Recently I touched on the launch of the new health watch released by Google’s life science division Verily.
The device, known as the Study Watch, is designed fot the research industry, and will initially be put to work on various multi-year studies in areas such as Parkinson’s.
“The ability to passively capture health data is critical to the success of continuous care platforms and clinical research,“ the company say. “Study Watch represents another step in our targeted efforts to create new tools for unobtrusive bio-sensing.”
Those ambitions took on a more concrete hue with the launch of a dedicated website to collect data from the watches for research purposes.
The venture, known as the Baseline Project, is aiming to recruit 10,000 people to participate in a multi-year study into finding predictors for heart disease and cancer. Participants will subject themselves to extensive monitoring and testing via the study watch that will record their activity levels in real-time. In addition to the readings from the watch, participants will also undergo x-rays and heart scans, and will also have their genome mapped and blood tested at regular intervals over a four year period.
“No one has done this kind of deep dive on so many individuals. This depth has never been attempted,” the team say. “It’s to enable generations to come to mine it, to ask questions, without presupposing what the questions are.”
I’ve written a number of times about the growing role of data in healthcare research, and Google are developing the infrastructure to support and capitalize on this. The study will try and capture as much information as possible, with participants volunteering stool, saliva and even tear samples in a project that is likely to cost upwards of $100 million.
The project is undoubtedly fascinating and a sign of things to come. Not only is data collected from the study watch and frequent testing, but also via an electronic loop placed under the mattress of participants to track sleep patterns. What’s more, participants also volunteer to give Verily access to their health records (something I’ll come to later).
There are a few issues for the project to overcome however. Firstly, whilst 10,000 people sounds a lot, there may still be issues about how representative the sample is. It’s difficult to equate seemingly large numbers with an accurate cross-section of the population, and so there may be issues to address there.
There are also known issues with long-term collection of data from wearable devices. The fitness industry has long been grappling with fall-off in usage by people whose early motivations wain and the devices they bought with gusto start to gather dust on the shelf. Maintaining ongoing usage will require some persistence from the research team.
As the project team themselves admit that the process won’t provide much insight to the participants themselves, with the main benefit being for researchers rather than participants.
“Anyone going into it asking, ‘How will it help me?”—that is the wrong question,” the team say.
It seems logical that this might influence the motivation of participants, especially in the longer-term.
Trust and transparency
Lastly, there are ongoing issues around privacy and security of data in studies such as this. Neither Verily or Duke, who coordinate the study, have agreed to release copies of the consent form people sign up to, which makes it unclear quite how their data will be used.

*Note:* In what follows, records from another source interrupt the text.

/// Derive the printed serial number from the UID and family.
///
/// The first six UID bytes (stored least-significant first) form a 48-bit
/// number which is padded to 50 bits and printed as ten base-32 digits,
/// prefixed by the family digit.
#[must_use]
pub fn serial_number(uid: &[u8; SENSOR_UID_LEN], family: SensorFamily) -> String {
    let value = uid[..6]
        .iter()
        .rev()
        .fold(0u64, |acc, byte| (acc << 8) | u64::from(*byte))
        << 2;

    let mut serial = String::with_capacity(11);
    serial.push(family.serial_prefix());
    for group in (0..10).rev() {
        let index = ((value >> (group * 5)) & 0x1F) as usize;
        serial.push(SERIAL_ALPHABET[index] as char);
    }
    serial
}

/// Lifecycle and calibration data decoded from FRAM.
#[derive(Debug, Clone, Copy, PartialEq, Eq)]
pub struct FramInfo {
    pub state: SensorState,
    pub age: u32,
    pub factory_calibration: FactoryCalibration,
}

impl FramInfo {
    /// Decode a FRAM image.
    pub fn from_bytes(fram: &[u8]) -> ParseResult<Self> {
        if fram.len() < FRAM_LEN {
            return Err(ParseError::InsufficientBytes {
                expected: FRAM_LEN,
                actual: fram.len(),
            });
        }

        let read_i32 = |offset: usize| {
            i32::from_le_bytes([
                fram[offset],
                fram[offset + 1],
                fram[offset + 2],
                fram[offset + 3],
            ])
        };

        Ok(Self {
            state: SensorState::from_fram_code(fram[0]),
            age: u32::from(u16::from_le_bytes([fram[2], fram[3]])),
            factory_calibration: FactoryCalibration {
                i1: read_i32(4),
                i2: read_i32(8),
                i3: read_i32(12),
                i4: read_i32(16),
                i5: read_i32(20),
                i6: read_i32(24),
            },
        })
    }

    /// Encode into a FRAM image. Ages above `u16::MAX` saturate.
    #[must_use]
    pub fn to_bytes(&self) -> [u8; FRAM_LEN] {
        let mut fram = [0u8; FRAM_LEN];
        fram[0] = match self.state {
            SensorState::NotYetStarted => 0x01,
            SensorState::Starting => 0x02,
            SensorState::Ready => 0x03,
            SensorState::Expired => 0x04,
            SensorState::Shutdown => 0x05,
            SensorState::Failure => 0x06,
            SensorState::Unknown => 0x00,
        };
        let age = u16::try_from(self.age).unwrap_or(u16::MAX);
        fram[2..4].copy_from_slice(&age.to_le_bytes());

        let fc = &self.factory_calibration;
        for (i, value) in [fc.i1, fc.i2, fc.i3, fc.i4, fc.i5, fc.i6].iter().enumerate() {
            let offset = 4 + i * 4;
            fram[offset..offset + 4].copy_from_slice(&value.to_le_bytes());
        }
        fram
    }
}

/// A paired sensor.
///
/// Owned exclusively by the store: replaced wholesale on pairing and mutated
/// only through reducer actions (age, state, custom calibration).
#[derive(Debug, Clone, PartialEq)]
#[cfg_attr(feature = "serde", derive(Serialize, Deserialize))]
pub struct Sensor {
    /// 8-byte device identifier.
    pub uuid: [u8; SENSOR_UID_LEN],
    /// Vendor/type/region discriminator bytes.
    pub patch_info: [u8; PATCH_INFO_LEN],
    pub family: SensorFamily,
    pub sensor_type: SensorType,
    pub region: SensorRegion,
    /// Printed serial number derived from `uuid` and `family`.
    pub serial: String,
    /// Transport address recorded at pairing, used to reconnect.
    pub address: Option<String>,
    pub factory_calibration: FactoryCalibration,
    pub custom_calibration: CustomCalibration,
    /// Lifetime in minutes.
    pub lifetime: u32,
    /// Warm-up time in minutes.
    pub warmup_time: u32,
    /// Minutes since sensor start.
    pub age: u32,
    pub state: SensorState,
    /// Sensor start, rounded to the minute. Sample timestamps are derived
    /// from this and the sample's age.
    #[cfg_attr(feature = "serde", serde(with = "time::serde::rfc3339"))]
    pub start_timestamp: OffsetDateTime,
}
//! Status command implementation.

use anyhow::Result;
use time::{Duration, OffsetDateTime};

use cgm_store::GlucoseQuery;
use cgm_types::GlucoseType;

use crate::cli::{OutputArgs, OutputFormat};
use crate::commands::CommandContext;
use crate::config::resolve_format;
use crate::format::{StatusView, format_status_brief, format_status_json, format_status_text};
use crate::util::{open_store, write_output};

pub fn cmd_status(ctx: &CommandContext, output: &OutputArgs, brief: bool) -> Result<()> {
    let store = open_store(&ctx.database)?;
    let now = OffsetDateTime::now_utc();

    let stored = store.load_sensor()?;
    let latest = store
        .query_glucose(
            &GlucoseQuery::new()
                .glucose_type(GlucoseType::Cgm)
                .valid_only()
                .limit(1),
        )?
        .pop();
    let stats = store.stats(Some(now - Duration::hours(24)))?;

    let view = StatusView {
        unlock_count: stored.as_ref().map_or(0, |s| s.unlock_count),
        sensor: stored.map(|s| s.sensor),
        latest,
        stats,
        now,
    };

    let opts = ctx.opts.with_no_header(output.no_header);
    let content = match resolve_format(output.format, ctx.json, &ctx.config) {
        OutputFormat::Json => format_status_json(&view, &opts)?,
        OutputFormat::Text | OutputFormat::Csv if brief => format_status_brief(&view, &opts),
        OutputFormat::Text => format_status_text(&view, &opts),
        OutputFormat::Csv => anyhow::bail!("CSV output is not available for status"),
    };
    write_output(ctx.output.as_ref(), &content)
}
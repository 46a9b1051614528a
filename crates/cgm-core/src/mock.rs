//! Mock transport for testing.
//!
//! This module provides an in-process [`FrameTransport`] that can be used for
//! unit and integration testing without requiring BLE hardware.
//!
//! # Features
//!
//! - **Failure injection**: fail every operation, or only the next `n`
//!   connects
//! - **Latency simulation**: delay connects to exercise timeouts
//! - **Event injection**: push notification chunks, link drops and power
//!   state changes into the active connection
//! - **Write log**: inspect every characteristic write, e.g. unlock payloads

use std::collections::HashMap;
use std::sync::Mutex;
use std::sync::atomic::{AtomicBool, AtomicU32, AtomicU64, Ordering};
use std::time::Duration;

use async_trait::async_trait;
use bytes::Bytes;
use tokio::sync::{RwLock, mpsc};
use tracing::debug;
use uuid::Uuid;

use cgm_types::uuids::{
    ADVERTISED_NAME_PREFIX, DATA_CHARACTERISTIC, PAIRING_CHARACTERISTICS,
    REQUIRED_CHARACTERISTICS, SENSOR_SERVICE, UNLOCK_CHARACTERISTIC,
};

use crate::error::{Error, Result};
use crate::transport::{DiscoveredSensor, FrameTransport, TransportEvent};

const EVENT_CHANNEL_CAPACITY: usize = 64;

/// A mock sensor link for testing.
///
/// # Example
///
/// ```
/// use cgm_core::{FrameTransport, MockTransport, TransportEvent};
///
/// #[tokio::main]
/// async fn main() {
///     let transport = MockTransport::new("CGM-0001");
///     let mut events = transport.connect(transport.address()).await.unwrap();
///     assert_eq!(events.recv().await, Some(TransportEvent::Connected));
/// }
/// ```
/// Link setup step that can be made to fail on its own.
#[derive(Debug, Clone, Copy, PartialEq, Eq, Hash)]
pub enum MockOperation {
    Discover,
    Write,
    Subscribe,
}

pub struct MockTransport {
    name: String,
    address: String,
    services: RwLock<Vec<Uuid>>,
    characteristics: RwLock<Vec<Uuid>>,
    values: RwLock<HashMap<Uuid, Bytes>>,
    writes: Mutex<Vec<(Uuid, Bytes)>>,
    events: Mutex<Option<mpsc::Sender<TransportEvent>>>,
    connected: AtomicBool,
    subscribed: AtomicBool,
    connect_count: AtomicU32,
    should_fail: AtomicBool,
    fail_message: Mutex<String>,
    remaining_failures: AtomicU32,
    operation_failures: Mutex<HashMap<MockOperation, u32>>,
    /// Simulated connect latency in milliseconds (0 = no delay).
    connect_latency_ms: AtomicU64,
}

impl std::fmt::Debug for MockTransport {
    fn fmt(&self, f: &mut std::fmt::Formatter<'_>) -> std::fmt::Result {
        f.debug_struct("MockTransport")
            .field("name", &self.name)
            .field("address", &self.address)
            .field("connected", &self.connected.load(Ordering::Relaxed))
            .field("subscribed", &self.subscribed.load(Ordering::Relaxed))
            .finish()
    }
}

impl MockTransport {
    /// Create a mock peripheral advertising `name` and exposing the full
    /// sensor service.
    pub fn new(name: &str) -> Self {
        let mut characteristics = REQUIRED_CHARACTERISTICS.to_vec();
        characteristics.extend_from_slice(&PAIRING_CHARACTERISTICS);
        Self {
            name: name.to_string(),
            address: format!("MOCK-{:06X}", rand::random::<u32>() % 0xFFFFFF),
            services: RwLock::new(vec![SENSOR_SERVICE]),
            characteristics: RwLock::new(characteristics),
            values: RwLock::new(HashMap::new()),
            writes: Mutex::new(Vec::new()),
            events: Mutex::new(None),
            connected: AtomicBool::new(false),
            subscribed: AtomicBool::new(false),
            connect_count: AtomicU32::new(0),
            should_fail: AtomicBool::new(false),
            fail_message: Mutex::new("Mock failure".to_string()),
            remaining_failures: AtomicU32::new(0),
            operation_failures: Mutex::new(HashMap::new()),
            connect_latency_ms: AtomicU64::new(0),
        }
    }

    /// Create a mock with a default advertised name.
    pub fn with_default_name() -> Self {
        Self::new(&format!("{}-MOCK", ADVERTISED_NAME_PREFIX))
    }

    pub fn name(&self) -> &str {
        &self.name
    }

    pub fn address(&self) -> &str {
        &self.address
    }

    pub fn is_connected(&self) -> bool {
        self.connected.load(Ordering::Relaxed)
    }

    /// Whether notifications on the data characteristic are enabled.
    pub fn is_subscribed(&self) -> bool {
        self.subscribed.load(Ordering::Relaxed)
    }

    /// Number of successful connects.
    pub fn connect_count(&self) -> u32 {
        self.connect_count.load(Ordering::Relaxed)
    }

    // --- Test Helpers ---

    /// Set the value returned when reading a characteristic.
    pub async fn set_value(&self, characteristic: Uuid, value: impl Into<Bytes>) {
        self.values.write().await.insert(characteristic, value.into());
    }

    /// Replace the advertised service list.
    pub async fn set_services(&self, services: Vec<Uuid>) {
        *self.services.write().await = services;
    }

    /// Replace the characteristic list of the sensor service.
    pub async fn set_characteristics(&self, characteristics: Vec<Uuid>) {
        *self.characteristics.write().await = characteristics;
    }

    /// Make every operation fail.
    pub fn set_should_fail(&self, fail: bool, message: Option<&str>) {
        self.should_fail.store(fail, Ordering::Relaxed);
        if let Some(msg) = message {
            *lock(&self.fail_message) = msg.to_string();
        }
    }

    /// Fail the next `count` connects, then succeed.
    pub fn set_transient_failures(&self, count: u32) {
        self.remaining_failures.store(count, Ordering::Relaxed);
    }

    /// Fail the next `count` calls of `operation`, then succeed.
    pub fn fail_next(&self, operation: MockOperation, count: u32) {
        lock(&self.operation_failures).insert(operation, count);
    }

    /// Set simulated connect latency.
    pub fn set_connect_latency(&self, latency: Duration) {
        self.connect_latency_ms
            .store(latency.as_millis() as u64, Ordering::Relaxed);
    }

    /// Deliver an event on the active connection.
    ///
    /// Returns `false` when there is no connection or its receiver is gone.
    pub fn push_event(&self, event: TransportEvent) -> bool {
        match lock(&self.events).as_ref() {
            Some(sender) => sender.try_send(event).is_ok(),
            None => false,
        }
    }

    /// Deliver one notification chunk, if notifications are enabled.
    pub fn push_chunk(&self, chunk: impl Into<Bytes>) -> bool {
        if !self.is_subscribed() {
            debug!("Dropping chunk: notifications not enabled");
            return false;
        }
        self.push_event(TransportEvent::Data(chunk.into()))
    }

    /// Simulate the peripheral dropping the link.
    pub fn drop_connection(&self, reason: &str) {
        self.push_event(TransportEvent::Disconnected {
            reason: reason.to_string(),
        });
        self.teardown();
    }

    /// Simulate the adapter being switched off.
    pub fn power_off(&self) {
        self.push_event(TransportEvent::PoweredOff);
        self.teardown();
    }

    /// All writes so far, in order.
    pub fn writes(&self) -> Vec<(Uuid, Bytes)> {
        lock(&self.writes).clone()
    }

    /// Counter values of every unlock payload written so far.
    pub fn unlock_counters(&self) -> Vec<u32> {
        lock(&self.writes)
            .iter()
            .filter(|(uuid, data)| *uuid == UNLOCK_CHARACTERISTIC && data.len() >= 4)
            .map(|(_, data)| u32::from_le_bytes([data[0], data[1], data[2], data[3]]))
            .collect()
    }

    fn teardown(&self) {
        self.connected.store(false, Ordering::Relaxed);
        self.subscribed.store(false, Ordering::Relaxed);
        lock(&self.events).take();
    }

    fn check_should_fail(&self) -> Result<()> {
        if self.should_fail.load(Ordering::Relaxed) {
            return Err(Error::transport(lock(&self.fail_message).clone()));
        }
        Ok(())
    }

    fn check_connected(&self, address: &str) -> Result<()> {
        if address != self.address || !self.is_connected() {
            return Err(Error::NotConnected);
        }
        Ok(())
    }

    async fn check_characteristic(&self, characteristic: Uuid) -> Result<()> {
        let characteristics = self.characteristics.read().await;
        if !characteristics.contains(&characteristic) {
            return Err(Error::characteristic_not_found(
                characteristic,
                characteristics.len(),
            ));
        }
        Ok(())
    }
}

impl MockTransport {
    fn check_operation(&self, operation: MockOperation) -> Result<()> {
        let mut failures = lock(&self.operation_failures);
        match failures.get_mut(&operation) {
            Some(remaining) if *remaining > 0 => {
                *remaining -= 1;
                Err(Error::transport(format!("{:?} failed", operation)))
            }
            _ => Ok(()),
        }
    }
}

fn lock<T>(mutex: &Mutex<T>) -> std::sync::MutexGuard<'_, T> {
    mutex.lock().unwrap_or_else(|poisoned| poisoned.into_inner())
}

#[async_trait]
impl FrameTransport for MockTransport {
    async fn scan(&self, name_prefix: &str, _timeout: Duration) -> Result<Vec<DiscoveredSensor>> {
        self.check_should_fail()?;
        if !self.name.starts_with(name_prefix) {
            return Ok(Vec::new());
        }
        Ok(vec![DiscoveredSensor {
            address: self.address.clone(),
            name: Some(self.name.clone()),
            rssi: Some(-60),
        }])
    }

    async fn connect(&self, address: &str) -> Result<mpsc::Receiver<TransportEvent>> {
        let latency = self.connect_latency_ms.load(Ordering::Relaxed);
        if latency > 0 {
            tokio::time::sleep(Duration::from_millis(latency)).await;
        }

        if self.remaining_failures.load(Ordering::Relaxed) > 0 {
            self.remaining_failures.fetch_sub(1, Ordering::Relaxed);
            return Err(Error::transport("connection refused"));
        }
        self.check_should_fail()?;
        if address != self.address {
            return Err(Error::transport(format!("unknown peripheral {}", address)));
        }

        let (tx, rx) = mpsc::channel(EVENT_CHANNEL_CAPACITY);
        let _ = tx.try_send(TransportEvent::Connected);
        *lock(&self.events) = Some(tx);
        self.connected.store(true, Ordering::Relaxed);
        self.subscribed.store(false, Ordering::Relaxed);
        self.connect_count.fetch_add(1, Ordering::Relaxed);
        Ok(rx)
    }

    async fn disconnect(&self, _address: &str) -> Result<()> {
        self.teardown();
        Ok(())
    }

    async fn discover_services(&self, address: &str) -> Result<Vec<Uuid>> {
        self.check_connected(address)?;
        self.check_should_fail()?;
        self.check_operation(MockOperation::Discover)?;
        Ok(self.services.read().await.clone())
    }

    async fn discover_characteristics(&self, address: &str, service: Uuid) -> Result<Vec<Uuid>> {
        self.check_connected(address)?;
        self.check_should_fail()?;
        if !self.services.read().await.contains(&service) {
            return Err(Error::service_not_found(service));
        }
        Ok(self.characteristics.read().await.clone())
    }

    async fn read(&self, address: &str, characteristic: Uuid) -> Result<Bytes> {
        self.check_connected(address)?;
        self.check_should_fail()?;
        self.check_characteristic(characteristic).await?;
        Ok(self
            .values
            .read()
            .await
            .get(&characteristic)
            .cloned()
            .unwrap_or_default())
    }

    async fn write(&self, address: &str, characteristic: Uuid, data: &[u8]) -> Result<()> {
        self.check_connected(address)?;
        self.check_should_fail()?;
        self.check_characteristic(characteristic).await?;
        self.check_operation(MockOperation::Write)?;
        lock(&self.writes).push((characteristic, Bytes::copy_from_slice(data)));
        Ok(())
    }

    async fn subscribe(&self, address: &str, characteristic: Uuid) -> Result<()> {
        self.check_connected(address)?;
        self.check_should_fail()?;
        self.check_characteristic(characteristic).await?;
        self.check_operation(MockOperation::Subscribe)?;
        if characteristic == DATA_CHARACTERISTIC {
            self.subscribed.store(true, Ordering::Relaxed);
        }
        Ok(())
    }
}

A recent study examined the data sharing partnership between DeepMind and the Royal Free NHS Foundation Trust in London in 2015, which saw 1.6 million bits of patient data opened up to the tech giant. It suggests that whilst things like ledger technologies are great, we cannot rely on tech companies to regulate themselves in such matters, and more oversight is needed to ensure data is managed properly.
A separate consent form held on the project website suggests that Verily/Google may sell the data to pharma companies for research, with none of the revenue generated by this shared with participants.
Previous announcements by Google, via their DeepMind subsidiary, of a healthcare ledger framework for storing health data were complicated by the public perception that Google are a company whose business is to monetize data, and so giving them access to so much personal information is fraught with risk.
So whilst the project is undoubtedly fascinating, and has the potential to be groundbreaking in both its breadth and scope, I do wonder whether the folk at Google have really taken on board some of the concerns in the healthcare industry that will prevent such approaches being taken even further.
They might reasonably point to similar longitudinal studies, and to projects such as the Biobank and 100,000 genomes, but those ventures are not run by organizations whose revenue comes from selling personal data.
As Google plan to gather more data about the health and lifestyles of participants than possibly ever before, it’s a lesson that I feel they would do well to heed so that what seems an inevitable progression isn’t slowed by widespread fears around privacy and data protection.